(Extracted data entries)
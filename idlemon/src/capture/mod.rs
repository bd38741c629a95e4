mod resolver;

pub use resolver::{
    CaptureAttempt,
    CaptureOutcome,
    GUARANTEED_CAPTURE_RATE,
    resolve_capture,
};
extern crate alloc;

pub mod capture;
pub mod config;
pub mod error;
pub mod mons;
pub mod rng;

pub use idlemon_data::*;
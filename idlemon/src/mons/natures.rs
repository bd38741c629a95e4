use core::str::FromStr;

use anyhow::Result;
use serde_string_enum::{
    DeserializeLabeledStringEnum,
    SerializeLabeledStringEnum,
};

use crate::{
    Stat,
    error::{
        UnknownNatureError,
        WrapError,
    },
    mons::calculations::Multiplier,
};

/// A Mon's nature, which boosts and drops particular stat values.
#[derive(
    Debug,
    Clone,
    Copy,
    PartialEq,
    Eq,
    Hash,
    SerializeLabeledStringEnum,
    DeserializeLabeledStringEnum,
)]
pub enum Nature {
    #[string = "Hardy"]
    Hardy,
    #[string = "Lonely"]
    Lonely,
    #[string = "Adamant"]
    Adamant,
    #[string = "Naughty"]
    Naughty,
    #[string = "Brave"]
    Brave,
    #[string = "Bold"]
    Bold,
    #[string = "Docile"]
    Docile,
    #[string = "Impish"]
    Impish,
    #[string = "Lax"]
    Lax,
    #[string = "Relaxed"]
    Relaxed,
    #[string = "Modest"]
    Modest,
    #[string = "Mild"]
    Mild,
    #[string = "Bashful"]
    Bashful,
    #[string = "Rash"]
    Rash,
    #[string = "Quiet"]
    Quiet,
    #[string = "Calm"]
    Calm,
    #[string = "Gentle"]
    Gentle,
    #[string = "Careful"]
    Careful,
    #[string = "Quirky"]
    Quirky,
    #[string = "Sassy"]
    Sassy,
    #[string = "Timid"]
    Timid,
    #[string = "Hasty"]
    Hasty,
    #[string = "Jolly"]
    Jolly,
    #[string = "Naive"]
    Naive,
    #[string = "Serious"]
    Serious,
}

impl Nature {
    /// All natures.
    ///
    /// Laid out as a 5x5 grid: the row selects the boosted stat and the column selects the
    /// dropped stat, so the diagonal holds the neutral natures.
    pub const ALL: [Nature; 25] = [
        Self::Hardy,
        Self::Lonely,
        Self::Adamant,
        Self::Naughty,
        Self::Brave,
        Self::Bold,
        Self::Docile,
        Self::Impish,
        Self::Lax,
        Self::Relaxed,
        Self::Modest,
        Self::Mild,
        Self::Bashful,
        Self::Rash,
        Self::Quiet,
        Self::Calm,
        Self::Gentle,
        Self::Careful,
        Self::Quirky,
        Self::Sassy,
        Self::Timid,
        Self::Hasty,
        Self::Jolly,
        Self::Naive,
        Self::Serious,
    ];

    /// Nature used in place of an unrecognized nature name.
    pub const NEUTRAL: Nature = Nature::Hardy;

    fn boosts(&self) -> Stat {
        match self {
            Self::Hardy | Self::Lonely | Self::Adamant | Self::Naughty | Self::Brave => Stat::Atk,
            Self::Bold | Self::Docile | Self::Impish | Self::Lax | Self::Relaxed => Stat::Def,
            Self::Modest | Self::Mild | Self::Bashful | Self::Rash | Self::Quiet => Stat::SpAtk,
            Self::Calm | Self::Gentle | Self::Careful | Self::Quirky | Self::Sassy => Stat::SpDef,
            Self::Timid | Self::Hasty | Self::Jolly | Self::Naive | Self::Serious => Stat::Spe,
        }
    }

    fn drops(&self) -> Stat {
        match self {
            Self::Hardy | Self::Bold | Self::Modest | Self::Calm | Self::Timid => Stat::Atk,
            Self::Lonely | Self::Docile | Self::Mild | Self::Gentle | Self::Hasty => Stat::Def,
            Self::Adamant | Self::Impish | Self::Bashful | Self::Careful | Self::Jolly => {
                Stat::SpAtk
            }
            Self::Naughty | Self::Lax | Self::Rash | Self::Quirky | Self::Naive => Stat::SpDef,
            Self::Brave | Self::Relaxed | Self::Quiet | Self::Sassy | Self::Serious => Stat::Spe,
        }
    }

    /// The stat modifiers of the nature.
    pub fn modifier(&self) -> NatureModifier {
        NatureModifier::new(self.boosts(), self.drops())
    }

    /// Is the nature neutral?
    pub fn is_neutral(&self) -> bool {
        self.modifier() == NatureModifier::NEUTRAL
    }
}

/// The stat boosted and the stat dropped by a nature.
///
/// Neutral natures boost and drop nothing. A stat is never both boosted and dropped.
#[derive(Debug, Clone, Copy, PartialEq, Eq, Hash)]
pub struct NatureModifier {
    boosted: Option<Stat>,
    dropped: Option<Stat>,
}

impl NatureModifier {
    /// The modifier of neutral natures.
    pub const NEUTRAL: NatureModifier = NatureModifier {
        boosted: None,
        dropped: None,
    };

    fn new(boosted: Stat, dropped: Stat) -> Self {
        if boosted == dropped {
            Self::NEUTRAL
        } else {
            Self {
                boosted: Some(boosted),
                dropped: Some(dropped),
            }
        }
    }

    /// The stat boosted by 10%.
    pub fn boosted(&self) -> Option<Stat> {
        self.boosted
    }

    /// The stat dropped by 10%.
    pub fn dropped(&self) -> Option<Stat> {
        self.dropped
    }

    pub(crate) fn multiplier(&self, stat: Stat) -> Multiplier {
        if self.boosted == Some(stat) {
            Multiplier::Boost
        } else if self.dropped == Some(stat) {
            Multiplier::Drop
        } else {
            Multiplier::Neutral
        }
    }
}

/// Looks up the modifier of a nature by name, ignoring case.
///
/// Fails with [`UnknownNatureError`] for names outside of the 25 natures.
pub fn lookup_nature(name: &str) -> Result<NatureModifier> {
    Nature::from_str(name)
        .map(|nature| nature.modifier())
        .map_err(|_| {
            UnknownNatureError {
                nature: name.to_owned(),
            }
            .wrap_error()
        })
}

/// Looks up the modifier of a nature by name, degrading to neutral for unknown names.
///
/// Legacy records may carry misspelled natures. These are logged rather than rejected.
pub fn lookup_nature_or_neutral(name: &str) -> NatureModifier {
    parse_nature_or_neutral(name).modifier()
}

/// Parses a nature by name, degrading to [`Nature::NEUTRAL`] for unknown names.
pub fn parse_nature_or_neutral(name: &str) -> Nature {
    match Nature::from_str(name) {
        Ok(nature) => nature,
        Err(_) => {
            log::warn!("unknown nature \"{name}\" treated as neutral");
            Nature::NEUTRAL
        }
    }
}
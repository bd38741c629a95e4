mod gender;
mod learnset;
mod species_data;
mod stat;
mod r#type;

pub use gender::Gender;
pub use learnset::{
    LearnSet,
    LearnableMove,
};
pub use species_data::{
    IncompleteSpeciesDataError,
    SpeciesData,
    SpeciesRecord,
};
pub use stat::{
    IncompleteStatTableError,
    PartialStatTable,
    Stat,
    StatMap,
    StatTable,
    StatTableEntries,
};
pub use r#type::Type;
impl BlockBuilder {
    pub fn new(bounds: Bounds, tags: Tags, alloc: Arc<Allocator>) -> Self {
        Self {
            bounds,
            tags,
            cols: Vec::new(),
            columns: Vec::new(),
            alloc,
            bytes: 0,
        }
    }

    /// Adds a column, returning its index. For a `Common=true` tag column
    /// the caller must immediately follow with `set_common_string`.
    pub fn add_col(&mut self, meta: ColMeta) -> usize {
        let idx = self.cols.len();
        let col = if meta.kind == ColKind::Tag && meta.common {
            Column::CommonString(String::new())
        } else {
            empty_column_for(meta.typ)
        };
        self.cols.push(meta);
        self.columns.push(col);
        idx
    }

    pub fn set_common_string(&mut self, idx: usize, value: &str) {
        self.columns[idx] = Column::CommonString(value.to_string());
    }

    /// Debits `n` bytes from the shared allocator and, once it succeeds,
    /// tallies them so `block()` can hand the same amount back on drop.
    fn charge(&mut self, n: i64) -> Result<()> {
        self.alloc.alloc(n)?;
        self.bytes += n;
        Ok(())
    }

    pub fn append_bool(&mut self, idx: usize, v: bool) -> Result<()> {
        self.charge(type_size(ColumnType::Bool))?;
        if let Column::Bool(buf) = &mut self.columns[idx] {
            buf.push(v);
        }
        Ok(())
    }

    pub fn append_int(&mut self, idx: usize, v: i64) -> Result<()> {
        self.charge(type_size(ColumnType::Int))?;
        if let Column::Int(buf) = &mut self.columns[idx] {
            buf.push(v);
        }
        Ok(())
    }

    pub fn append_uint(&mut self, idx: usize, v: u64) -> Result<()> {
        self.charge(type_size(ColumnType::UInt))?;
        if let Column::UInt(buf) = &mut self.columns[idx] {
            buf.push(v);
        }
        Ok(())
    }

    pub fn append_float(&mut self, idx: usize, v: f64) -> Result<()> {
        self.charge(type_size(ColumnType::Float))?;
        if let Column::Float(buf) = &mut self.columns[idx] {
            buf.push(v);
        }
        Ok(())
    }

    pub fn append_string(&mut self, idx: usize, v: &str) -> Result<()> {
        self.charge(type_size(ColumnType::String))?;
        if let Column::String(buf) = &mut self.columns[idx] {
            buf.push(v.to_string());
        }
        Ok(())
    }

    pub fn append_time(&mut self, idx: usize, v: Time) -> Result<()> {
        self.charge(type_size(ColumnType::Time))?;
        if let Column::Time(buf) = &mut self.columns[idx] {
            buf.push(v);
        }
        Ok(())
    }

    pub fn append_times(&mut self, idx: usize, vs: &[Time]) -> Result<()> {
        self.charge(type_size(ColumnType::Time) * vs.len() as i64)?;
        if let Column::Time(buf) = &mut self.columns[idx] {
            buf.extend_from_slice(vs);
        }
        Ok(())
    }

    pub fn num_rows(&self) -> usize {
        self.cols
            .iter()
            .position(|c| c.kind == ColKind::Time)
            .map(|i| self.columns[i].len())
            .unwrap_or(0)
    }

    pub fn cols(&self) -> &[ColMeta] {
        &self.cols
    }

    pub fn col_index(&self, label: &str) -> Option<usize> {
        self.cols.iter().position(|c| c.label == label)
    }

    pub fn is_schema_empty(&self) -> bool {
        self.cols.is_empty()
    }

    pub fn bounds(&self) -> Bounds {
        self.bounds
    }

    pub fn tags(&self) -> &Tags {
        &self.tags
    }

    /// Finalizes an immutable `Block` snapshot. The bytes charged while
    /// building it stay charged until every clone of the returned
    /// `Block` is dropped.
    pub fn block(self) -> Block {
        Block {
            bounds: self.bounds,
            tags: self.tags,
            cols: self.cols,
            columns: self.columns,
            bytes: Arc::new(BlockBytes {
                alloc: self.alloc,
                bytes: self.bytes,
            }),
        }
    }
}
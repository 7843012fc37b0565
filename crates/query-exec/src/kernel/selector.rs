//! `first`/`last` (row selectors) and `sample` (index selector), spec
//! §4.4, grounded on `original_source/functions/last.go` and
//! `sample.go`.
//!
//! `first`/`last` fold across every block belonging to a key, keeping
//! only the row with the earliest/latest time, and flush that single
//! winner once the watermark closes the key — the same deferred-flush
//! shape as the aggregate kernels, since the winner can't be known
//! until all of a key's input has arrived.

use std::collections::HashMap;

use query_core::{Block, BlockKey, ColKind, ColMeta, ColumnType, Result, Time};
use rand::Rng;

use crate::dataset::Dataset;
use crate::kernel::Transformation;

#[derive(Clone, Copy)]
struct Candidate {
    time: Time,
    value: f64,
}

pub struct FirstLastTransformation {
    /// `true` picks the maximum time (`last`); `false` the minimum (`first`).
    pick_latest: bool,
    state: HashMap<BlockKey, Candidate>,
}

impl FirstLastTransformation {
    pub fn first() -> Self {
        Self {
            pick_latest: false,
            state: HashMap::new(),
        }
    }

    pub fn last() -> Self {
        Self {
            pick_latest: true,
            state: HashMap::new(),
        }
    }

    fn better(&self, candidate: Time, current: Time) -> bool {
        if self.pick_latest {
            candidate >= current
        } else {
            candidate <= current
        }
    }

    fn flush_closed(&mut self, mark: Time, dataset: &mut Dataset) -> Result<()> {
        let closed: Vec<BlockKey> = self
            .state
            .keys()
            .filter(|k| k.bounds.stop <= mark)
            .cloned()
            .collect();
        for key in closed {
            let candidate = self.state.remove(&key).expect("key came from state.keys()");
            let builder = dataset.builder_for(key.bounds, key.tags);
            let (time_idx, value_idx) = if builder.is_schema_empty() {
                let t = builder.add_col(ColMeta::time("_time"));
                let v = builder.add_col(ColMeta::value("_value", ColumnType::Float));
                (t, v)
            } else {
                (0, 1)
            };
            builder.append_time(time_idx, candidate.time)?;
            builder.append_float(value_idx, candidate.value)?;
        }
        Ok(())
    }
}

impl Transformation for FirstLastTransformation {
    fn process(&mut self, block: &Block, _dataset: &mut Dataset) -> Result<()> {
        let value_idx = block
            .cols()
            .iter()
            .position(|c| c.kind == ColKind::Value && c.typ == ColumnType::Float);
        let Some(vi) = value_idx else { return Ok(()) };
        let Some(vals) = block.column(vi).as_floats() else {
            return Ok(());
        };
        let times = block.times();
        let key = block.key();
        for (t, v) in times.iter().zip(vals) {
            let entry = self.state.entry(key.clone());
            match entry {
                std::collections::hash_map::Entry::Occupied(mut e) => {
                    if self.better(*t, e.get().time) {
                        e.insert(Candidate { time: *t, value: *v });
                    }
                }
                std::collections::hash_map::Entry::Vacant(e) => {
                    e.insert(Candidate { time: *t, value: *v });
                }
            }
        }
        Ok(())
    }

    fn update_watermark(&mut self, mark: Time, dataset: &mut Dataset) -> Result<()> {
        self.flush_closed(mark, dataset)
    }

    fn finish(&mut self, dataset: &mut Dataset) -> Result<()> {
        self.flush_closed(Time(i64::MAX), dataset)
    }
}

/// Picks every `n`th row by position, carrying the stride offset
/// across blocks for the same key the way `sample.go`'s
/// `SampleSelector.selectSample` does (`for i := offset; i < l; i +=
/// N`, then `offset = i - l` so the next block picks up where this one
/// left off). `pos < 0` (the original's default) seeds the starting
/// offset with one random draw in `0..n` per key, matching
/// `SampleSelector.reset`'s `rand.Intn(s.N)`; a non-negative `pos` is
/// used directly, matching `Pos >= 0`.
pub struct SampleTransformation {
    n: i64,
    pos: i64,
    offsets: HashMap<BlockKey, i64>,
}

impl SampleTransformation {
    pub fn new(n: i64, pos: i64) -> Self {
        Self {
            n: n.max(1),
            pos,
            offsets: HashMap::new(),
        }
    }

    fn starting_offset(&self) -> i64 {
        if self.pos >= 0 {
            self.pos % self.n
        } else {
            rand::thread_rng().gen_range(0..self.n)
        }
    }
}

impl Transformation for SampleTransformation {
    fn process(&mut self, block: &Block, dataset: &mut Dataset) -> Result<()> {
        let rows = block.num_rows() as i64;
        if rows == 0 {
            return Ok(());
        }
        let key = block.key();
        let offset = match self.offsets.get(&key) {
            Some(o) => *o,
            None => self.starting_offset(),
        };

        let value_idx = block
            .cols()
            .iter()
            .position(|c| c.kind == ColKind::Value && c.typ == ColumnType::Float);
        let times = block.times();

        let builder = dataset.builder_for(block.bounds(), block.tags().clone());
        let (time_idx, val_idx) = if builder.is_schema_empty() {
            let t = builder.add_col(ColMeta::time("_time"));
            let v = builder.add_col(ColMeta::value("_value", ColumnType::Float));
            (t, v)
        } else {
            (0, 1)
        };

        let mut i = offset;
        while i < rows {
            let idx = i as usize;
            builder.append_time(time_idx, times[idx])?;
            if let Some(vi) = value_idx {
                if let Some(v) = block.column(vi).as_floats().and_then(|f| f.get(idx)) {
                    builder.append_float(val_idx, *v)?;
                }
            }
            i += self.n;
        }
        self.offsets.insert(key, i - rows);
        Ok(())
    }
}

#[cfg(test)]
mod tests {
    use std::sync::Arc;

    use query_core::{Allocator, Bounds, TriggerSpec};

    use super::*;
    use crate::testutil::float_block;

    #[test]
    fn first_keeps_earliest_row_for_a_key() {
        let mut ds = Dataset::new(Arc::new(Allocator::unlimited()), TriggerSpec::AfterWatermark);
        let mut xf = FirstLastTransformation::first();
        let bounds = Bounds::new(Time(0), Time(10));
        let block = float_block(bounds, "a", &[(3, 30.0), (1, 10.0), (2, 20.0)]);
        xf.process(&block, &mut ds).unwrap();
        xf.finish(&mut ds).unwrap();
        let out = ds.drain_all();
        assert_eq!(out[0].times(), &[Time(1)]);
        assert_eq!(out[0].column(1).as_floats().unwrap(), &[10.0]);
    }

    #[test]
    fn last_keeps_latest_row_across_blocks() {
        let mut ds = Dataset::new(Arc::new(Allocator::unlimited()), TriggerSpec::AfterWatermark);
        let mut xf = FirstLastTransformation::last();
        let bounds = Bounds::new(Time(0), Time(10));
        let b1 = float_block(bounds, "a", &[(1, 10.0)]);
        let b2 = float_block(bounds, "a", &[(5, 50.0), (3, 30.0)]);
        xf.process(&b1, &mut ds).unwrap();
        xf.process(&b2, &mut ds).unwrap();
        xf.finish(&mut ds).unwrap();
        let out = ds.drain_all();
        assert_eq!(out[0].times(), &[Time(5)]);
        assert_eq!(out[0].column(1).as_floats().unwrap(), &[50.0]);
    }

    #[test]
    fn sample_picks_every_nth_row_from_a_fixed_pos() {
        let mut ds = Dataset::new(Arc::new(Allocator::unlimited()), TriggerSpec::AfterWatermark);
        let mut xf = SampleTransformation::new(2, 0);
        let bounds = Bounds::new(Time(0), Time(10));
        let block = float_block(bounds, "a", &[(1, 1.0), (2, 2.0), (3, 3.0), (4, 4.0)]);
        xf.process(&block, &mut ds).unwrap();
        let out = ds.drain_all();
        assert_eq!(out[0].times(), &[Time(1), Time(3)]);
        assert_eq!(out[0].column(1).as_floats().unwrap(), &[1.0, 3.0]);
    }

    #[test]
    fn sample_carries_its_stride_offset_across_blocks() {
        let mut ds = Dataset::new(Arc::new(Allocator::unlimited()), TriggerSpec::AfterWatermark);
        let mut xf = SampleTransformation::new(3, 2);
        let bounds = Bounds::new(Time(0), Time(10));
        // pos=2, n=3: block one has 4 rows (indices 0..3), picks index 2
        // (time 3) and leaves offset 5-4=1; block two picks up at local
        // index 1 (time 6) instead of restarting from pos.
        let b1 = float_block(bounds, "a", &[(1, 1.0), (2, 2.0), (3, 3.0), (4, 4.0)]);
        let b2 = float_block(bounds, "a", &[(5, 5.0), (6, 6.0), (7, 7.0)]);
        xf.process(&b1, &mut ds).unwrap();
        xf.process(&b2, &mut ds).unwrap();
        let out = ds.drain_all();
        assert_eq!(out[0].times(), &[Time(3), Time(6)]);
    }
}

[Your assignment] For each line in the records that contains the word "until", make a copy.

[Task output]
    /// building it stay charged until every clone of the returned
//! until all of a key's input has arrived.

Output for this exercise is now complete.